たんぽぽ
 しかし、意外にもすんなりと返事は来た。

 ふと、携帯電話の液晶画面をのぞくと、それはメール受信中を知らせていた。

 僕は、ドキッとした。

 春華だろうか?きっと春華だろう。

 携帯電話が僕の手の中で震えた。僕は、唾をごくりと飲んで、受信ボックスを開く。

 そこには今日登録したばかりの見慣れないメールアドレスがあり、今井春華と表示されていた。

 春華だ。ちゃんと返してくれた。

 僕は嬉しさもあったが、それよりもまず、安心した。

 急いでメールを開く。

「うん、なんかいろいろあったしね(^^;)」

 それは短いメールだったが、まるで普段から話しているような感じだった。おかげで僕は特に悩むことなくメールを返せた。

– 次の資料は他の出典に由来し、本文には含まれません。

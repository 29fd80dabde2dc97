//! Server metrics.

use metriken::{Counter, Gauge, metric};

#[metric(
    name = "connections_accepted",
    description = "Total number of connections accepted"
)]
pub static CONNECTIONS_ACCEPTED: Counter = Counter::new();

#[metric(
    name = "connections_active",
    description = "Number of currently active connections"
)]
pub static CONNECTIONS_ACTIVE: Gauge = Gauge::new();

#[metric(
    name = "requests_dispatched",
    description = "Total requests dispatched to a handler"
)]
pub static REQUESTS_DISPATCHED: Counter = Counter::new();

#[metric(
    name = "requests_failed",
    description = "Total requests whose handler returned an error"
)]
pub static REQUESTS_FAILED: Counter = Counter::new();

#[metric(
    name = "protocol_errors",
    description = "Total bad, empty, or oversized requests"
)]
pub static PROTOCOL_ERRORS: Counter = Counter::new();
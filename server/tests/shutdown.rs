//! Integration tests for Quit and the shutdown ordering guarantees.

use std::io::{Read, Write};
use std::net::TcpStream;
use std::time::{Duration, Instant};

use corbel_server::{RegisterError, Server, ServerConfig};

fn send_frame(stream: &mut TcpStream, payload: &[u8]) {
    let mut buf = Vec::with_capacity(4 + payload.len());
    buf.extend_from_slice(&(payload.len() as u32).to_be_bytes());
    buf.extend_from_slice(payload);
    stream.write_all(&buf).unwrap();
}

fn read_frame(stream: &mut TcpStream) -> Vec<u8> {
    let mut header = [0u8; 4];
    stream.read_exact(&mut header).unwrap();
    let mut payload = vec![0u8; u32::from_be_bytes(header) as usize];
    stream.read_exact(&mut payload).unwrap();
    payload
}

#[test]
fn quit_during_idle() {
    let mut server = Server::bind_tcp(ServerConfig::new("127.0.0.1:0")).unwrap();
    let addr = server.addr().to_string();

    server.quit();

    // The listener is gone.
    assert!(TcpStream::connect(&addr).is_err());

    // The channel yields the 199 event and then closes: a blocking
    // iterator must terminate.
    let codes: Vec<u16> = server.events().iter().map(|e| e.code).collect();
    assert_eq!(codes, vec![199]);
}

#[test]
fn quit_is_idempotent_and_fast() {
    let mut server = Server::bind_tcp(ServerConfig::new("127.0.0.1:0")).unwrap();

    let start = Instant::now();
    server.quit();
    server.quit();
    assert!(start.elapsed() < Duration::from_secs(1));
}

#[test]
fn register_after_quit_fails() {
    let mut server = Server::bind_tcp(ServerConfig::new("127.0.0.1:0")).unwrap();
    server
        .register("echo", "blob", |args| Ok(args[0].clone()))
        .unwrap();
    server.quit();

    let err = server
        .register("late", "blob", |args| Ok(args[0].clone()))
        .unwrap_err();
    assert!(matches!(err, RegisterError::Terminated));
}

#[test]
fn quit_drains_inflight_connections() {
    let mut config = ServerConfig::new("127.0.0.1:0");
    // Give workers a deadline so the drain completes without the client's
    // cooperation.
    config.timeout = 100;
    let mut server = Server::bind_tcp(config).unwrap();
    server
        .register("echo", "blob", |args| Ok(args[0].clone()))
        .unwrap();

    let mut conn = TcpStream::connect(server.addr()).unwrap();
    conn.set_read_timeout(Some(Duration::from_secs(2))).unwrap();
    send_frame(&mut conn, b"echo before quit");
    assert_eq!(read_frame(&mut conn), b"before quit");

    // Quit with the connection still open: the worker times out, the
    // drain completes, and only then does the channel close.
    server.quit();

    let codes: Vec<u16> = server.events().iter().map(|e| e.code).collect();
    assert!(codes.contains(&100));
    assert!(codes.contains(&101));
    assert!(codes.contains(&200));
    assert!(codes.contains(&197));
    assert!(codes.contains(&199));
}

「あっそういえば、ごめんね▼竹本を使っていろいろ聞いてしまいました☆」

「いや、全然☆きっかけできてよかった◎」

「ほんとに?俺もよかった♪」

「嘘ついても意味ないじゃん(笑)」

「はは(笑)そらそう♪ってか竹本といつそんな話してたの?」

「終業式の最中!高嶺の後ろ姿を見ながらしてた(笑)」

「エッそうなんだ☆急にごめんね(^^;)」

「全然いいってば(^^)気にしない気にしない☆」

「あっはい♪ちゃんと勉強してる?」

「全然してない▼マンガばっか見てる(笑)高嶺は?」

「俺も全然してないわ▼家じゃ勉強できなくない?」

「うん、誘惑多すぎ!テレビ・マンガ・冷蔵庫・ベッド…。」

「冷蔵庫?それはおかしくない?笑」

「勉強はストレスがたまるから甘いもの食べたくなるの(笑)」

 僕達は本当にずいぶんと昔からそうであったかのように、自然にメールをしていた。